* **Task instructions**
The entries below should appear again in your reply, word for word.

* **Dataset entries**
================================
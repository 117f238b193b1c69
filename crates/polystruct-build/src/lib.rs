//! Build-script front end for polystruct.
//!
//! Scans the crate sources from `build.rs`, runs the generator in
//! module-unit mode and writes one file per scanned module into
//! `$OUT_DIR/polystruct/`. Each module then pulls its generated items in
//! with `include!`:
//!
//! ```ignore
//! // build.rs
//! fn main() {
//!     polystruct_build::Builder::new()
//!         .source_dir("src")
//!         .generate()
//!         .expect("polystruct generation failed");
//! }
//!
//! // src/states.rs
//! include!(concat!(env!("OUT_DIR"), "/polystruct/states.rs"));
//! ```
//!
//! Generation problems never fail the build script. They are printed as
//! `cargo:warning=` lines, and the downstream compile reports the missing
//! types.

mod builder;
mod error;
mod logging;

pub use builder::{module_path_for, BuildReport, Builder, OUTPUT_SUBDIR};
pub use error::BuildError;
pub use logging::init_logging;

pub use polystruct_core::{Diagnostic, GeneratorConfig, ModulePath, Severity};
================================
* **Answer space**
repository 117f238b193b1c69
filename crates/polystruct-build/src/lib.rs
//! Build-script front end for polystruct.
//!
//! Scans the crate sources from `build.rs`, runs the generator in
//! module-unit mode and writes one file per scanned module into
//! `$OUT_DIR/polystruct/`. Each module then pulls its generated items in
//! with `include!`:
//!
//! ```ignore
//! // build.rs
//! fn main() {
//!     polystruct_build::Builder::new()
//!         .source_dir("src")
//!         .generate()
//!         .expect("polystruct generation failed");
//! }
//!
//! // src/states.rs
//! include!(concat!(env!("OUT_DIR"), "/polystruct/states.rs"));
//! ```
//!
//! Generation problems never fail the build script. They are printed as
//! `cargo:warning=` lines, and the downstream compile reports the missing
//! types.

mod builder;
mod error;
mod logging;

pub use builder::{module_path_for, BuildReport, Builder, OUTPUT_SUBDIR};
pub use error::BuildError;
pub use logging::init_logging;

pub use polystruct_core::{Diagnostic, GeneratorConfig, ModulePath, Severity};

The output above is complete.